• Directions
When the string "dragged" occurs in a line of the records, show that line.

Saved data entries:
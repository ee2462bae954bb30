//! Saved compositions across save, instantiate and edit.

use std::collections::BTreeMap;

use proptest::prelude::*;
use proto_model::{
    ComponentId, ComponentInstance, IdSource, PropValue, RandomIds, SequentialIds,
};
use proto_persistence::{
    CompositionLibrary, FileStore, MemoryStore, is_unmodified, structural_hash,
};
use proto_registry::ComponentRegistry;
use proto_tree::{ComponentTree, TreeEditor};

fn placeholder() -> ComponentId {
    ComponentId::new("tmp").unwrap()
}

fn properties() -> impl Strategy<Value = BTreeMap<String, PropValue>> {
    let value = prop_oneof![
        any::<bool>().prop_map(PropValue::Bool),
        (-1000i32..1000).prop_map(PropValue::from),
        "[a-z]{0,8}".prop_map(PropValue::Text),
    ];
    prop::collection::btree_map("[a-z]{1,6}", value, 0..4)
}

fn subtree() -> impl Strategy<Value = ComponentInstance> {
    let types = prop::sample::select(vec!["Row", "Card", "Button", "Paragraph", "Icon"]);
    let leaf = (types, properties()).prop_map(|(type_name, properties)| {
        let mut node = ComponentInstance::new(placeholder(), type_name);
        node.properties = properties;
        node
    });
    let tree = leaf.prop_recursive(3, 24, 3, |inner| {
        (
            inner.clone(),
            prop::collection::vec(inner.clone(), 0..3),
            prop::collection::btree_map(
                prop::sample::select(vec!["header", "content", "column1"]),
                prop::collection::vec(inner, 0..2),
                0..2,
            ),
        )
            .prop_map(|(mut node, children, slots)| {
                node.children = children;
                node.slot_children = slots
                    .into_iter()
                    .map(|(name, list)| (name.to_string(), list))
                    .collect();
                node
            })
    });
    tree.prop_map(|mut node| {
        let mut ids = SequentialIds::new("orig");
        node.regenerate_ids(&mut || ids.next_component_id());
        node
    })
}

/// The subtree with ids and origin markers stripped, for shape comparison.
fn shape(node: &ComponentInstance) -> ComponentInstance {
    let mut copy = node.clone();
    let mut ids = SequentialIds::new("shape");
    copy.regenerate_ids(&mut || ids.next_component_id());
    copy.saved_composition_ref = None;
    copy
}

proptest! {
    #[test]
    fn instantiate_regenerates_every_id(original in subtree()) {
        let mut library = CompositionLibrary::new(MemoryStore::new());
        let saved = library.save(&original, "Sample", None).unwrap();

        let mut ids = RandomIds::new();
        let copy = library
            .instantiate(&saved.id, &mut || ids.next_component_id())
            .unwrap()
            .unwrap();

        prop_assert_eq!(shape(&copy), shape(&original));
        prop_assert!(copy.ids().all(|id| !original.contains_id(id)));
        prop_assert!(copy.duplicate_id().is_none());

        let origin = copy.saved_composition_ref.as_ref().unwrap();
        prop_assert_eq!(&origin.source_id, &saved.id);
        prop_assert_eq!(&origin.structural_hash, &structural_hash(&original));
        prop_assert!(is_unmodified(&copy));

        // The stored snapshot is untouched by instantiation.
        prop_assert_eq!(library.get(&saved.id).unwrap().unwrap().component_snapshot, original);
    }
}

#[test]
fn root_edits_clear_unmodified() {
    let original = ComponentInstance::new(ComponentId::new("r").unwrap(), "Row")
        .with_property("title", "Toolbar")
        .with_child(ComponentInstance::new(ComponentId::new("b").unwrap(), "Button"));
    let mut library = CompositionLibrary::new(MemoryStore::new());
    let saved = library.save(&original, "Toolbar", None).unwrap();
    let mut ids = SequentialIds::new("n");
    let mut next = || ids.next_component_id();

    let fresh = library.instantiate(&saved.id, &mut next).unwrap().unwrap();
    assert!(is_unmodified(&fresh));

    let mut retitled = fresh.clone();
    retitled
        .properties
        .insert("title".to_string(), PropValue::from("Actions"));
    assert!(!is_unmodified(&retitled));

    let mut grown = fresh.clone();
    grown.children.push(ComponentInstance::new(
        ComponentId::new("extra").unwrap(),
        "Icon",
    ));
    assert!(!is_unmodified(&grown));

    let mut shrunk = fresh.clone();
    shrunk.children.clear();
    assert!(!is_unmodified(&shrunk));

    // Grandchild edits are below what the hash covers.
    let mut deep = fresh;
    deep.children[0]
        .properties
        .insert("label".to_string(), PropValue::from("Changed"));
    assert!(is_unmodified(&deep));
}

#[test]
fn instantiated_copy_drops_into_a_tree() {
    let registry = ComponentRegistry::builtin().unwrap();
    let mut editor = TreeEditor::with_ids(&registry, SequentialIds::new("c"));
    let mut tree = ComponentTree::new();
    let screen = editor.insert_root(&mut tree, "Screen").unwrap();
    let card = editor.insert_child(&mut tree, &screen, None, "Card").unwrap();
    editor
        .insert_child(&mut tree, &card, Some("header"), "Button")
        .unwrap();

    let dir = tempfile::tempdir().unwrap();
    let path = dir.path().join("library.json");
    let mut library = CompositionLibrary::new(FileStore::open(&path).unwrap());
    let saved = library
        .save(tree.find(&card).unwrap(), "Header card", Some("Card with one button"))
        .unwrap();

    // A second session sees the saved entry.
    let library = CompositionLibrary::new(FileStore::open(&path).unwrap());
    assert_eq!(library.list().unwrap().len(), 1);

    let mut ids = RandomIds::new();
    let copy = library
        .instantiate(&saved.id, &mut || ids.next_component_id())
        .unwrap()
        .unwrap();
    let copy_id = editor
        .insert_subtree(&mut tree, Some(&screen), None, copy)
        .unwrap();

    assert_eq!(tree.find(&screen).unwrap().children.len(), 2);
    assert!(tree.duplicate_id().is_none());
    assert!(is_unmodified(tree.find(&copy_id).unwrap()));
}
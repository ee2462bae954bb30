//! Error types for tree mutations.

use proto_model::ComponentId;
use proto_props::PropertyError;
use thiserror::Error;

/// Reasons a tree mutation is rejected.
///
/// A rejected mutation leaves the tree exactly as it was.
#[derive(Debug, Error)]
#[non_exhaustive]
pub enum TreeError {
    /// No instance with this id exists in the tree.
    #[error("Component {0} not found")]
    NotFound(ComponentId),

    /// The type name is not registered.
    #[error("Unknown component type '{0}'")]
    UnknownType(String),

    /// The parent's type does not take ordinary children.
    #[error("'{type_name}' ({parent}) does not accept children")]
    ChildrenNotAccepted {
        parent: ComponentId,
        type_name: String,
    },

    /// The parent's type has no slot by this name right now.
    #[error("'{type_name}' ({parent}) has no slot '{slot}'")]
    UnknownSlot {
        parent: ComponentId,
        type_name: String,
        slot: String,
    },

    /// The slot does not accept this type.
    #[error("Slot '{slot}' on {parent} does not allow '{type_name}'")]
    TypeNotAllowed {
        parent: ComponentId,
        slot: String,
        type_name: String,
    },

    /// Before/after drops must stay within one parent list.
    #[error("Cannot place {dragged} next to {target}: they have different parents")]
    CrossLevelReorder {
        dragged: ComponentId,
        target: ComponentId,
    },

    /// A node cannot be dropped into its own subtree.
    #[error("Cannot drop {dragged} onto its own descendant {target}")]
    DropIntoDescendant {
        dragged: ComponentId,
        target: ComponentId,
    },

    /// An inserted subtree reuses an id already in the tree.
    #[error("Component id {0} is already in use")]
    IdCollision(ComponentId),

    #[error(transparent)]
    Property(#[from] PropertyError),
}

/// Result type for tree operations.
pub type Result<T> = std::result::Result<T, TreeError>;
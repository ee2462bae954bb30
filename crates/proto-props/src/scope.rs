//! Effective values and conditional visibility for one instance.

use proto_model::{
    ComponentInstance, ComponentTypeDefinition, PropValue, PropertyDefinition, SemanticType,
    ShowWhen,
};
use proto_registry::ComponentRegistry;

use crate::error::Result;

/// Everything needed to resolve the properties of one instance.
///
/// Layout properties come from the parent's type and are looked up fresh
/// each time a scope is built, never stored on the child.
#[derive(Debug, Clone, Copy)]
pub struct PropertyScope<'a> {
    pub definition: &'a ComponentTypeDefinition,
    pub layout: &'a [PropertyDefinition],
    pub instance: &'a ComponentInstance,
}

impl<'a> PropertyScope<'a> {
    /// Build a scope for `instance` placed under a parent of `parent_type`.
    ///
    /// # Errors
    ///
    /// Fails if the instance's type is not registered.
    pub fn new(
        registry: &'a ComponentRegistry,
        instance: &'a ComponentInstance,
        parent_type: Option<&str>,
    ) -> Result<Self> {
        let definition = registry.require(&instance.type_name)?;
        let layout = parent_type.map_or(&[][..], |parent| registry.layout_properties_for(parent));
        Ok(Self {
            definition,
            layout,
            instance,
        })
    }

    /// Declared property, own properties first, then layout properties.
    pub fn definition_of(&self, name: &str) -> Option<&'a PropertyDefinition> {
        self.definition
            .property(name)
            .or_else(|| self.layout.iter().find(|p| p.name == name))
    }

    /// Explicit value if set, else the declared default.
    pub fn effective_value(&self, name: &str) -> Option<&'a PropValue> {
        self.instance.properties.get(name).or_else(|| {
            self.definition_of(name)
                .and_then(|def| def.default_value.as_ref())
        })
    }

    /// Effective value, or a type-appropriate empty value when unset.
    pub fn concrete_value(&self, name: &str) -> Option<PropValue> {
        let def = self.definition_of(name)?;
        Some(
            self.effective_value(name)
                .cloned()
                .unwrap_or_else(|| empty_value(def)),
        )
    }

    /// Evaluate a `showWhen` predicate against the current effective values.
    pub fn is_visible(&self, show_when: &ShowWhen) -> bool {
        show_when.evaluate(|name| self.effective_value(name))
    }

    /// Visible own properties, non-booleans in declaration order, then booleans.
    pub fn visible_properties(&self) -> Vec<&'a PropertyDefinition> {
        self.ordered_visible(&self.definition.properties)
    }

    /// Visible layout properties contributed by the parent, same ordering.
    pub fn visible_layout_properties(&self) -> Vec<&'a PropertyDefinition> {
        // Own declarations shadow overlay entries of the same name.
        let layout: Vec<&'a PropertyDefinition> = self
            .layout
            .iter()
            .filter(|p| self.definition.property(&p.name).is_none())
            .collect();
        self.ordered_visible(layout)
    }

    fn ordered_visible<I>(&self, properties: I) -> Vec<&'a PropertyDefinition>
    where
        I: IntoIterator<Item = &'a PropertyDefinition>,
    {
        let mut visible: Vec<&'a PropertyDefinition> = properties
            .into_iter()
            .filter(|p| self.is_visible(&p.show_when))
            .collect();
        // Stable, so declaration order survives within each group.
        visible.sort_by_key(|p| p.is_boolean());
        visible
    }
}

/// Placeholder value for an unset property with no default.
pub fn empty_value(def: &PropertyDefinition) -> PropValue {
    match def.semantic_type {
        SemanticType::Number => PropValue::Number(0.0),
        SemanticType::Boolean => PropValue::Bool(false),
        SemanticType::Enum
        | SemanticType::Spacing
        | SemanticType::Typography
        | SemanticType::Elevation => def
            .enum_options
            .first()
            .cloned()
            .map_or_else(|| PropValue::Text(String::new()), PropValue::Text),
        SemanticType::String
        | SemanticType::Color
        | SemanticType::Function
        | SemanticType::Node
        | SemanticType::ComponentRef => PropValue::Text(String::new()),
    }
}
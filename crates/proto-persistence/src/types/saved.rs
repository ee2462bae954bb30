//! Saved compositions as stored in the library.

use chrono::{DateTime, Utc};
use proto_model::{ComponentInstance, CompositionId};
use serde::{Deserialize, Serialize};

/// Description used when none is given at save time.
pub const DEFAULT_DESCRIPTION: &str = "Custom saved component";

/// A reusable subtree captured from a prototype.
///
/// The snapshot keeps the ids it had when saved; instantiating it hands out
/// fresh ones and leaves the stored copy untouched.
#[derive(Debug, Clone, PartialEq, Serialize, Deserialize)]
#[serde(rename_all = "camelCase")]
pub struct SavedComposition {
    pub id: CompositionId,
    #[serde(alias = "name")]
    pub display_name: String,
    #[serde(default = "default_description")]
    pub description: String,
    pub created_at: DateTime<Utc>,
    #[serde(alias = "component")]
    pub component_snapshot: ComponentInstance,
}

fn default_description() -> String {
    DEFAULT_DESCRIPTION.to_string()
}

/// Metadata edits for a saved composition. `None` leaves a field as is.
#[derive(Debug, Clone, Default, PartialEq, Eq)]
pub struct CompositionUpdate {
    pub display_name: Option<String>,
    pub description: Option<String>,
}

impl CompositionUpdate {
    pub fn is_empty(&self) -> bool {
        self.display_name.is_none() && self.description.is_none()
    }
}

• Your solution
    #[error("Cannot place {dragged} next to {target}: they have different parents")]
        dragged: ComponentId,
    #[error("Cannot drop {dragged} onto its own descendant {target}")]
        dragged: ComponentId,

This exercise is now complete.